What you have to do -> Starting at the top of the entries below, set down every line exactly, please, until you reach the line with "assert_eq!(graph.pair_count(), 2);", which is included too.

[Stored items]
_ _ _ _ _

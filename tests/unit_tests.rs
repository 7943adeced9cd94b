// Unit tests for the circle matching core

use circle_match::core::{jaccard_distance, MatchingEngine, MatchingPipeline, PartnerGraph};
use circle_match::models::{Event, EventFormat, OptInAttributes, OptInRecord, Role};
use circle_match::{CircleError, JaccardDiversity};
use std::collections::BTreeSet;
use std::sync::Arc;

fn single(event: &Event, id: &str, hosting: bool, interests: &[&str]) -> OptInRecord {
    OptInRecord::new(
        event.id,
        id,
        OptInAttributes {
            hosting_available: hosting,
            interests: interests.iter().map(|s| s.to_string()).collect(),
            ..Default::default()
        },
    )
}

fn pair(event: &Event, a: &str, b: &str, hosting: bool) -> [OptInRecord; 2] {
    [
        single(event, a, hosting, &[]).with_partner(b),
        single(event, b, hosting, &[]).with_partner(a),
    ]
}

fn pipeline() -> MatchingPipeline {
    MatchingPipeline::new(Arc::new(JaccardDiversity::default()))
}

fn tags(items: &[&str]) -> BTreeSet<String> {
    items.iter().map(|s| s.to_string()).collect()
}

#[test]
fn test_jaccard_distance_bounds() {
    assert_eq!(jaccard_distance(&tags(&["jazz"]), &tags(&["jazz"])), 0.0);
    assert_eq!(jaccard_distance(&tags(&["jazz"]), &tags(&["wine"])), 1.0);
    assert!((jaccard_distance(&tags(&["jazz", "wine"]), &tags(&["jazz"])) - 0.5).abs() < 1e-9);
}

#[test]
fn test_cluster_count_is_singles_plus_pairs() {
    let event = Event::new(EventFormat::Rotating, 6, 6);
    let mut pool: Vec<OptInRecord> = (0..4).map(|i| single(&event, &format!("s{i}"), false, &[])).collect();
    pool.extend(pair(&event, "p1a", "p1b", false));
    pool.extend(pair(&event, "p2a", "p2b", false));

    let graph = PartnerGraph::build(&pool).unwrap();
    assert_eq!(graph.len(), 6);
    assert_eq!(graph.pair_count(), 2);
    assert_eq!(graph.participant_count(), 8);
}

#[test]
fn test_asymmetric_link_is_corrupt() {
    let event = Event::new(EventFormat::Rotating, 6, 6);
    let pool = vec![
        single(&event, "a", false, &[]).with_partner("b"),
        single(&event, "b", false, &[]),
    ];

    assert!(matches!(
        PartnerGraph::build(&pool),
        Err(CircleError::CorruptPartnerLink { .. })
    ));
}

#[test]
fn test_twelve_singles_make_two_balanced_circles() {
    let event = Event::new(EventFormat::Rotating, 6, 6);
    let pool = (0..12).map(|i| single(&event, &format!("u{i:02}"), false, &[])).collect();

    let outcome = pipeline().run(&event, pool).unwrap();
    assert_eq!(outcome.circles.len(), 2);

    for circle in &outcome.circles {
        assert_eq!(circle.members.len(), 6);
        assert!(!circle.is_overflow);
        assert_eq!(circle.role_count(Role::Starter), 2);
        assert_eq!(circle.role_count(Role::Main), 2);
        assert_eq!(circle.role_count(Role::Dessert), 2);
    }
}

#[test]
fn test_seven_singles_leave_overflow_of_one() {
    let event = Event::new(EventFormat::Rotating, 6, 6);
    let pool = (0..7).map(|i| single(&event, &format!("u{i}"), false, &[])).collect();

    let outcome = pipeline().run(&event, pool).unwrap();
    let mut sizes: Vec<usize> = outcome.circles.iter().map(|c| c.members.len()).collect();
    sizes.sort();
    assert_eq!(sizes, vec![1, 6]);

    let overflow: Vec<_> = outcome.circles.iter().filter(|c| c.is_overflow).collect();
    assert_eq!(overflow.len(), 1);
    assert_eq!(overflow[0].members.len(), 1);
}

#[test]
fn test_every_participant_placed_once_and_partners_together() {
    let event = Event::new(EventFormat::Hosted, 6, 6);
    let mut pool = Vec::new();
    for i in 0..5 {
        pool.extend(pair(&event, &format!("a{i}"), &format!("b{i}"), true));
    }
    for i in 0..4 {
        pool.push(single(&event, &format!("s{i}"), i % 2 == 0, &["jazz"]));
    }
    let expected: BTreeSet<String> = pool.iter().map(|r| r.user_id.clone()).collect();

    let outcome = pipeline().run(&event, pool).unwrap();

    let placed: Vec<String> = outcome
        .circles
        .iter()
        .flat_map(|c| c.members.iter().map(|m| m.user_id.clone()))
        .collect();
    assert_eq!(placed.len(), expected.len());
    assert_eq!(placed.into_iter().collect::<BTreeSet<_>>(), expected);

    for circle in &outcome.circles {
        for member in &circle.members {
            if let Some(partner) = &member.partner_user_id {
                assert!(circle.contains(partner), "{} separated from {}", member.user_id, partner);
            }
        }
        if !circle.needs_host {
            assert_eq!(circle.role_count(Role::Host), 1);
        }
    }
}

#[test]
fn test_rotating_partners_cook_together() {
    let event = Event::new(EventFormat::Rotating, 6, 6);
    let mut pool = Vec::new();
    for i in 0..3 {
        pool.extend(pair(&event, &format!("a{i}"), &format!("b{i}"), false));
    }

    let outcome = pipeline().run(&event, pool).unwrap();
    assert_eq!(outcome.circles.len(), 1);

    let circle = &outcome.circles[0];
    for member in &circle.members {
        let partner = member.partner_user_id.as_deref().unwrap();
        let partner_role = circle.members.iter().find(|m| m.user_id == partner).unwrap().role;
        assert_eq!(member.role, partner_role);
    }
    assert_eq!(circle.role_count(Role::Starter), 2);
    assert_eq!(circle.role_count(Role::Main), 2);
    assert_eq!(circle.role_count(Role::Dessert), 2);
}

#[test]
fn test_hosted_circle_without_candidates_is_flagged() {
    let event = Event::new(EventFormat::Hosted, 6, 6);
    let pool: Vec<OptInRecord> = (0..12)
        .map(|i| single(&event, &format!("u{i:02}"), i == 0, &[]))
        .collect();

    let outcome = pipeline().run(&event, pool).unwrap();
    assert_eq!(outcome.circles.len(), 2);
    assert_eq!(outcome.unhosted_circles.len(), 1);

    let unhosted = outcome.circles.iter().find(|c| c.needs_host).unwrap();
    assert_eq!(unhosted.id, outcome.unhosted_circles[0]);
    assert_eq!(unhosted.role_count(Role::Participant), 6);

    let hosted = outcome.circles.iter().find(|c| !c.needs_host).unwrap();
    assert!(hosted.contains("u00"));
    assert_eq!(hosted.role_count(Role::Host), 1);
}

#[test]
fn test_insufficient_pool() {
    let event = Event::new(EventFormat::Rotating, 6, 6);
    let pool = (0..5).map(|i| single(&event, &format!("u{i}"), false, &[])).collect();

    assert!(matches!(
        pipeline().run(&event, pool),
        Err(CircleError::InsufficientPool { pool_size: 5, minimum: 6 })
    ));
}

#[test]
fn test_engine_rejects_odd_circle_size() {
    assert!(matches!(
        MatchingEngine::with_default_metric(5, 5),
        Err(CircleError::InvalidConfiguration(_))
    ));
}

#[test]
fn test_partition_is_deterministic() {
    let event = Event::new(EventFormat::Rotating, 6, 6);
    let interests = ["jazz", "wine", "hiking", "chess"];
    let pool: Vec<OptInRecord> = (0..18)
        .map(|i| single(&event, &format!("u{i:02}"), false, &[interests[i % 4]]))
        .collect();

    let membership = |outcome: circle_match::MatchOutcome| -> Vec<Vec<String>> {
        outcome
            .circles
            .into_iter()
            .map(|c| c.members.into_iter().map(|m| m.user_id).collect())
            .collect()
    };

    let first = membership(pipeline().run(&event, pool.clone()).unwrap());
    let mut reversed = pool;
    reversed.reverse();
    let second = membership(pipeline().run(&event, reversed).unwrap());
    assert_eq!(first, second);
}
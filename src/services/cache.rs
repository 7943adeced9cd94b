use redis::aio::ConnectionManager;
use serde::{Deserialize, Serialize};
use std::sync::Arc;
use std::time::Duration;
use thiserror::Error;
use uuid::Uuid;

/// Errors that can occur with cache operations
#[derive(Debug, Error)]
pub enum CacheError {
    #[error("Redis error: {0}")]
    RedisError(#[from] redis::RedisError),

    #[error("Serialization error: {0}")]
    SerializationError(#[from] serde_json::Error),

    #[error("Cache miss: {0}")]
    CacheMiss(String),
}

/// Two-tier cache for finalized match results
///
/// L1 is an in-process moka cache. L2 is Redis and is optional; without it the
/// cache is process-local. Only results of closed events are stored, and those
/// never change, so there is no invalidation path.
pub struct CacheManager {
    redis: Option<Arc<tokio::sync::Mutex<ConnectionManager>>>,
    l1_cache: moka::future::Cache<String, Vec<u8>>,
    ttl_secs: u64,
}

impl CacheManager {
    /// Create a cache manager, connecting to Redis when a URL is given
    pub async fn new(redis_url: Option<&str>, l1_size: u64, ttl_secs: u64) -> Result<Self, CacheError> {
        let redis = match redis_url {
            Some(url) => {
                let client = redis::Client::open(url)?;
                let manager = redis::aio::ConnectionManager::new(client).await?;
                Some(Arc::new(tokio::sync::Mutex::new(manager)))
            }
            None => None,
        };

        Ok(Self {
            redis,
            l1_cache: Self::build_l1(l1_size, ttl_secs),
            ttl_secs,
        })
    }

    /// Process-local cache with no Redis tier
    pub fn in_memory(l1_size: u64, ttl_secs: u64) -> Self {
        Self {
            redis: None,
            l1_cache: Self::build_l1(l1_size, ttl_secs),
            ttl_secs,
        }
    }

    fn build_l1(l1_size: u64, ttl_secs: u64) -> moka::future::Cache<String, Vec<u8>> {
        moka::future::CacheBuilder::new(l1_size)
            .time_to_live(Duration::from_secs(ttl_secs))
            .build()
    }

    /// Get a value from cache (L1 first, then L2)
    pub async fn get<T>(&self, key: &str) -> Result<T, CacheError>
    where
        T: for<'de> Deserialize<'de>,
    {
        if let Some(bytes) = self.l1_cache.get(key).await {
            tracing::trace!("L1 cache hit: {}", key);
            return Ok(serde_json::from_slice(&bytes)?);
        }

        if let Some(redis) = &self.redis {
            let mut conn = redis.lock().await;
            let value: Option<String> = redis::cmd("GET").arg(key).query_async(&mut *conn).await?;
            drop(conn);

            if let Some(json) = value {
                tracing::trace!("L2 cache hit: {}", key);
                self.l1_cache.insert(key.to_string(), json.as_bytes().to_vec()).await;
                return Ok(serde_json::from_str(&json)?);
            }
        }

        tracing::trace!("Cache miss: {}", key);
        Err(CacheError::CacheMiss(key.to_string()))
    }

    /// Set a value in every configured tier
    pub async fn set<T>(&self, key: &str, value: &T) -> Result<(), CacheError>
    where
        T: Serialize,
    {
        let json = serde_json::to_string(value)?;
        self.l1_cache.insert(key.to_string(), json.as_bytes().to_vec()).await;

        if let Some(redis) = &self.redis {
            let mut conn = redis.lock().await;
            redis::cmd("SETEX")
                .arg(key)
                .arg(self.ttl_secs)
                .arg(json)
                .query_async::<()>(&mut *conn)
                .await?;
        }

        tracing::trace!("Cache set: {}", key);
        Ok(())
    }

    pub fn has_redis(&self) -> bool {
        self.redis.is_some()
    }

    pub fn entry_count(&self) -> u64 {
        self.l1_cache.entry_count()
    }
}

/// Cache key builder
pub struct CacheKey;

impl CacheKey {
    /// Key for the circles of a closed event
    pub fn circles(event_id: Uuid) -> String {
        format!("circles:{}", event_id)
    }
}
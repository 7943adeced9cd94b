use crate::models::MatchingStatus;
use thiserror::Error;
use uuid::Uuid;

/// Errors raised by the opt-in pool, the matching pipeline and the stores
#[derive(Debug, Error)]
pub enum CircleError {
    #[error("Event not found: {0}")]
    EventNotFound(Uuid),

    #[error("User {user_id} has already opted in to event {event_id}")]
    AlreadyOptedIn { event_id: Uuid, user_id: String },

    #[error("User {user_id} has not opted in to event {event_id}")]
    NotOptedIn { event_id: Uuid, user_id: String },

    #[error("Event {event_id} is not open for opt-ins (status: {status})")]
    EventNotOpen { event_id: Uuid, status: MatchingStatus },

    #[error("Partner {partner_id} is already linked to {linked_to}")]
    PartnerConflict { partner_id: String, linked_to: String },

    #[error("Invalid partner reference: {0}")]
    InvalidPartner(String),

    #[error("Corrupt partner link between {user_id} and {partner_id}")]
    CorruptPartnerLink { user_id: String, partner_id: String },

    #[error("Pool has {pool_size} participants, at least {minimum} required")]
    InsufficientPool { pool_size: usize, minimum: usize },

    #[error("Matching for event {0} has already been triggered")]
    AlreadyTriggered(Uuid),

    #[error("No member of circle {circle_index} is available to host")]
    NoHostAvailable { circle_index: usize },

    #[error("Invalid status transition from {from} to {to}")]
    InvalidTransition {
        from: MatchingStatus,
        to: MatchingStatus,
    },

    #[error("Invalid configuration: {0}")]
    InvalidConfiguration(String),

    #[error("Storage error: {0}")]
    Storage(#[from] sqlx::Error),

    #[error("Migration error: {0}")]
    Migration(#[from] sqlx::migrate::MigrateError),

    #[error("Internal error: {0}")]
    Internal(String),
}

impl CircleError {
    /// Stable machine-readable code used in HTTP error bodies
    pub fn kind(&self) -> &'static str {
        match self {
            CircleError::EventNotFound(_) => "event_not_found",
            CircleError::AlreadyOptedIn { .. } => "already_opted_in",
            CircleError::NotOptedIn { .. } => "not_opted_in",
            CircleError::EventNotOpen { .. } => "event_not_open",
            CircleError::PartnerConflict { .. } => "partner_conflict",
            CircleError::InvalidPartner(_) => "invalid_partner",
            CircleError::CorruptPartnerLink { .. } => "corrupt_partner_link",
            CircleError::InsufficientPool { .. } => "insufficient_pool",
            CircleError::AlreadyTriggered(_) => "already_triggered",
            CircleError::NoHostAvailable { .. } => "no_host_available",
            CircleError::InvalidTransition { .. } => "invalid_transition",
            CircleError::InvalidConfiguration(_) => "invalid_configuration",
            CircleError::Storage(_) | CircleError::Migration(_) => "storage_error",
            CircleError::Internal(_) => "internal_error",
        }
    }

    /// Errors that indicate broken data or infrastructure rather than a bad request
    pub fn is_internal(&self) -> bool {
        matches!(
            self,
            CircleError::CorruptPartnerLink { .. }
                | CircleError::InvalidTransition { .. }
                | CircleError::InvalidConfiguration(_)
                | CircleError::Storage(_)
                | CircleError::Migration(_)
                | CircleError::Internal(_)
        )
    }
}
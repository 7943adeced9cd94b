// Service exports
pub mod cache;
pub mod matching;
pub mod opt_in;
pub mod postgres;
pub mod store;

pub use cache::{CacheError, CacheKey, CacheManager};
pub use matching::MatchingService;
pub use opt_in::OptInService;
pub use postgres::PostgresStore;
pub use store::{EventStore, MemoryStore};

_ _ _ _ _

Finished task ->
filename tests/unit_tests.rs
repository 7943adeced9cd94b
// Unit tests for the circle matching core

use circle_match::core::{jaccard_distance, MatchingEngine, MatchingPipeline, PartnerGraph};
use circle_match::models::{Event, EventFormat, OptInAttributes, OptInRecord, Role};
use circle_match::{CircleError, JaccardDiversity};
use std::collections::BTreeSet;
use std::sync::Arc;

fn single(event: &Event, id: &str, hosting: bool, interests: &[&str]) -> OptInRecord {
    OptInRecord::new(
        event.id,
        id,
        OptInAttributes {
            hosting_available: hosting,
            interests: interests.iter().map(|s| s.to_string()).collect(),
            ..Default::default()
        },
    )
}

fn pair(event: &Event, a: &str, b: &str, hosting: bool) -> [OptInRecord; 2] {
    [
        single(event, a, hosting, &[]).with_partner(b),
        single(event, b, hosting, &[]).with_partner(a),
    ]
}

fn pipeline() -> MatchingPipeline {
    MatchingPipeline::new(Arc::new(JaccardDiversity::default()))
}

fn tags(items: &[&str]) -> BTreeSet<String> {
    items.iter().map(|s| s.to_string()).collect()
}

#[test]
fn test_jaccard_distance_bounds() {
    assert_eq!(jaccard_distance(&tags(&["jazz"]), &tags(&["jazz"])), 0.0);
    assert_eq!(jaccard_distance(&tags(&["jazz"]), &tags(&["wine"])), 1.0);
    assert!((jaccard_distance(&tags(&["jazz", "wine"]), &tags(&["jazz"])) - 0.5).abs() < 1e-9);
}

#[test]
fn test_cluster_count_is_singles_plus_pairs() {
    let event = Event::new(EventFormat::Rotating, 6, 6);
    let mut pool: Vec<OptInRecord> = (0..4).map(|i| single(&event, &format!("s{i}"), false, &[])).collect();
    pool.extend(pair(&event, "p1a", "p1b", false));
    pool.extend(pair(&event, "p2a", "p2b", false));

    let graph = PartnerGraph::build(&pool).unwrap();
    assert_eq!(graph.len(), 6);
    assert_eq!(graph.pair_count(), 2);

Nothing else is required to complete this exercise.